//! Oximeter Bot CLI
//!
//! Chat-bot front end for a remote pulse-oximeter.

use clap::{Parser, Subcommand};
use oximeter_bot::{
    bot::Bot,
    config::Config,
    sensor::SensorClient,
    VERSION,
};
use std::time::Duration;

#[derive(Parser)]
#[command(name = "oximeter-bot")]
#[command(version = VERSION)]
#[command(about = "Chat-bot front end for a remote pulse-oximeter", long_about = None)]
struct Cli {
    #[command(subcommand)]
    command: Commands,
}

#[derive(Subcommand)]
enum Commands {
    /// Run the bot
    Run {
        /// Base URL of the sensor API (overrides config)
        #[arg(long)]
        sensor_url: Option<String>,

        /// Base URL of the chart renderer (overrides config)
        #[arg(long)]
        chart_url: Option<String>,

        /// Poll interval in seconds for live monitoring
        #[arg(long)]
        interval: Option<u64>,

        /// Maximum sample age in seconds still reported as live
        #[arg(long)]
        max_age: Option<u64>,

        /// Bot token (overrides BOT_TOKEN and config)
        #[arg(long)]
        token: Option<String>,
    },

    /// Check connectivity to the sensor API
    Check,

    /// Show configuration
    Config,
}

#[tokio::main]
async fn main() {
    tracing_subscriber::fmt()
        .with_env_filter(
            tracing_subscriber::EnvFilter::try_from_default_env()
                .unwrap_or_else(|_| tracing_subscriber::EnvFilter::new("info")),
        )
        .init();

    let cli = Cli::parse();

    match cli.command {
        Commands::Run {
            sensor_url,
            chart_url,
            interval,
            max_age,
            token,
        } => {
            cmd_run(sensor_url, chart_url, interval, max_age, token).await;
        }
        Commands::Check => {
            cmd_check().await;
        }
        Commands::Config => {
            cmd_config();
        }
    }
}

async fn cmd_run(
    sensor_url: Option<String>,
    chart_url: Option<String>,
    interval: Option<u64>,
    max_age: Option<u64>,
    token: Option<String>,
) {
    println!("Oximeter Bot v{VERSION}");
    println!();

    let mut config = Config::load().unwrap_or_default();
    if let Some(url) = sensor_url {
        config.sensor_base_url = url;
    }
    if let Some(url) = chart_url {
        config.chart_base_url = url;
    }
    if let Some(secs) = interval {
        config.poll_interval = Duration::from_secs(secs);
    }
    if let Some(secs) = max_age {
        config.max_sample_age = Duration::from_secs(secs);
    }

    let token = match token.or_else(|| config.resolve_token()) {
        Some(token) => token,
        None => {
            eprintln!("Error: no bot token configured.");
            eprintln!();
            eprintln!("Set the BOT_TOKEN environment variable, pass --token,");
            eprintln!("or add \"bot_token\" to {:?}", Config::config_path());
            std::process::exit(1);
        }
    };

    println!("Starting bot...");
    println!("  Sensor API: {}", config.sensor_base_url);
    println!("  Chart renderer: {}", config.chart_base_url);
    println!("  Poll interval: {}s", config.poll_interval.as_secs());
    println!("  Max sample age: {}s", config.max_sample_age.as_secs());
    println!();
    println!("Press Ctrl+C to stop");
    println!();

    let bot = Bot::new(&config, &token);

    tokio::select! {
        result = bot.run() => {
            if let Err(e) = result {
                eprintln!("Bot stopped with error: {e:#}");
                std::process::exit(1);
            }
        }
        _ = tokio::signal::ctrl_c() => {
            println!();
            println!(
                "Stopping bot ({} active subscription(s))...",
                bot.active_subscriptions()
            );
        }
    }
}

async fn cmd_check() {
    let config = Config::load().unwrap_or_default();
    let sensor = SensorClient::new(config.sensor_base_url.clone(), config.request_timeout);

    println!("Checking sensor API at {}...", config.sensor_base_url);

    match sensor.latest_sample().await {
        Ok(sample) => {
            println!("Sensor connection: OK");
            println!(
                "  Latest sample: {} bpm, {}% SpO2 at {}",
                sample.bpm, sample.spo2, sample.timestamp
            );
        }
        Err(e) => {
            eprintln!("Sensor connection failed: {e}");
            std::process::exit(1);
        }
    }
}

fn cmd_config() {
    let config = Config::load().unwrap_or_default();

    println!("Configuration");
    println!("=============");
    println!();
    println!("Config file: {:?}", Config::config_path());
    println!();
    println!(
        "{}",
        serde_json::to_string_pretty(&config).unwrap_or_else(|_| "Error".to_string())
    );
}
######
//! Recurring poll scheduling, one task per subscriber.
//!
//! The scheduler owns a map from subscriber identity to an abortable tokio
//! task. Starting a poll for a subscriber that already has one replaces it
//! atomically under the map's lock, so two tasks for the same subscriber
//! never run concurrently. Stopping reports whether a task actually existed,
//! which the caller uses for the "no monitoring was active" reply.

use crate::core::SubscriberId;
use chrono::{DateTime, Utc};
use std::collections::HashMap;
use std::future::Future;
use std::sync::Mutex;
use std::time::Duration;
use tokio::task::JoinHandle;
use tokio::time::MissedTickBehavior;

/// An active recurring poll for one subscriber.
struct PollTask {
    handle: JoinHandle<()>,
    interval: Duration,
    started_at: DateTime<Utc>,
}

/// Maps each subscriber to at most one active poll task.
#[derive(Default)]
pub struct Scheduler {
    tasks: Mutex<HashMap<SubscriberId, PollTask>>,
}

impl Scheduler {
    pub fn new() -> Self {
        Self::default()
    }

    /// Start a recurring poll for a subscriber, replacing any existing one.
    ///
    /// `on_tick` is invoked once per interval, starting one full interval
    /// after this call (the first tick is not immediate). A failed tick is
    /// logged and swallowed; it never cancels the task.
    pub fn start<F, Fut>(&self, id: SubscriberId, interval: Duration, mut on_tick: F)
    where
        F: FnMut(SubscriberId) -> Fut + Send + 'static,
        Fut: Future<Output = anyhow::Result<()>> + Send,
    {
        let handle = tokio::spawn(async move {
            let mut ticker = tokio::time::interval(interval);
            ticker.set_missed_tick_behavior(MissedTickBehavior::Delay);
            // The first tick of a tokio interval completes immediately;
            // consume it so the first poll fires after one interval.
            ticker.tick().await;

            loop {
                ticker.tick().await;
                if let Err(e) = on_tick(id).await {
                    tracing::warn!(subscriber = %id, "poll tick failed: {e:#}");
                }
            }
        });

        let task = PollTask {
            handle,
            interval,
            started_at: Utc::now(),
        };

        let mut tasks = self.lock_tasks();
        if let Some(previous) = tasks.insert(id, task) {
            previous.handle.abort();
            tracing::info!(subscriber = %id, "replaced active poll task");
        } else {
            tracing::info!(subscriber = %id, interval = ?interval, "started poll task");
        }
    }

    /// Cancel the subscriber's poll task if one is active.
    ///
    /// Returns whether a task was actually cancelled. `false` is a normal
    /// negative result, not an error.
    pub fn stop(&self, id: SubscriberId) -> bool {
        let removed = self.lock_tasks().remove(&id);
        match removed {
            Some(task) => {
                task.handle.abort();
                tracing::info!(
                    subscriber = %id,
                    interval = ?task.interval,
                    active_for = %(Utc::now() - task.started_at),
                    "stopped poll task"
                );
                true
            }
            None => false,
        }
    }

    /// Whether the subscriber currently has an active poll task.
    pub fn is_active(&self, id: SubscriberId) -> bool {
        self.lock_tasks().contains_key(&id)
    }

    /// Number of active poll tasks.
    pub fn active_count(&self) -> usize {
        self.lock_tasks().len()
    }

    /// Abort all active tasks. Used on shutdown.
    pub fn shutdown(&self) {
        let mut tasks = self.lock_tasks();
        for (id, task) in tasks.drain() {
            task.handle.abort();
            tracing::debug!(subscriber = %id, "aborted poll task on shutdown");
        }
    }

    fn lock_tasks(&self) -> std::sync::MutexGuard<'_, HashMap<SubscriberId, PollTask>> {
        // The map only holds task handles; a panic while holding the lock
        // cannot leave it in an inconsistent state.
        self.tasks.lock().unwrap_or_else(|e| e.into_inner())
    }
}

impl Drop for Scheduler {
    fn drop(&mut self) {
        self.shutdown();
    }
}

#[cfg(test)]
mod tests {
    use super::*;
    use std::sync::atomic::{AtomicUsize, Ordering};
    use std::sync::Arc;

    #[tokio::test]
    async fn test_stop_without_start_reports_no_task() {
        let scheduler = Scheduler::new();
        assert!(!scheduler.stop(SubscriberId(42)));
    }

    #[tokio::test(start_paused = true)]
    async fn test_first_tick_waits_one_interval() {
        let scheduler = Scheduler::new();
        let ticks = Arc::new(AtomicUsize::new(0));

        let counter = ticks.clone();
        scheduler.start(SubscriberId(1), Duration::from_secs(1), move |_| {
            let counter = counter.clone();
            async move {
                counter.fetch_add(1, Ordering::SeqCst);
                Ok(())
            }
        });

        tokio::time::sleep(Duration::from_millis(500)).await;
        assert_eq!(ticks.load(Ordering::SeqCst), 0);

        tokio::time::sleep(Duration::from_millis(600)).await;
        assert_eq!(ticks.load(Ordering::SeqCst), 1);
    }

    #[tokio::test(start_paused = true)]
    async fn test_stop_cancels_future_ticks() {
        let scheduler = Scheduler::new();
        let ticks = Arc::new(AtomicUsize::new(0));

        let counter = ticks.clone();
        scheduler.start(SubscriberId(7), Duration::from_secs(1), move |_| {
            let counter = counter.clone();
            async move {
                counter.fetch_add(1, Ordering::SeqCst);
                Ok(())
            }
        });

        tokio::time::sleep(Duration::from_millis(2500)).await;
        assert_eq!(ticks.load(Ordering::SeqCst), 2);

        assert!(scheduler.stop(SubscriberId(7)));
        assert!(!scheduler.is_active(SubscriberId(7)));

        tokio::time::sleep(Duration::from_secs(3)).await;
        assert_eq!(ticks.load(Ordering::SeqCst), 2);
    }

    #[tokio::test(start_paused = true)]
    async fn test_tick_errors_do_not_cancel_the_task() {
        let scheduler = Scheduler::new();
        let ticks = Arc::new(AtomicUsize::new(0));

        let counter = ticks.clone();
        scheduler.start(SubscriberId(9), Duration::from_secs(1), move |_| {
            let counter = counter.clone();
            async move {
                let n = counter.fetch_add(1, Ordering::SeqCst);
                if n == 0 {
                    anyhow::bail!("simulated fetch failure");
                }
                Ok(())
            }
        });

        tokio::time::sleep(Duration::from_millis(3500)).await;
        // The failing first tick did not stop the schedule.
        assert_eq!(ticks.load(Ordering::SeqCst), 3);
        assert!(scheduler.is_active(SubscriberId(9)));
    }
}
######
§ **Exercise**
Search the listing above for "load" and copy every line that holds it.

§ **Exercise solution**
    let mut config = Config::load().unwrap_or_default();
    let config = Config::load().unwrap_or_default();
    let config = Config::load().unwrap_or_default();
        assert_eq!(ticks.load(Ordering::SeqCst), 0);
        assert_eq!(ticks.load(Ordering::SeqCst), 1);
        assert_eq!(ticks.load(Ordering::SeqCst), 2);
        assert_eq!(ticks.load(Ordering::SeqCst), 2);
        assert_eq!(ticks.load(Ordering::SeqCst), 3);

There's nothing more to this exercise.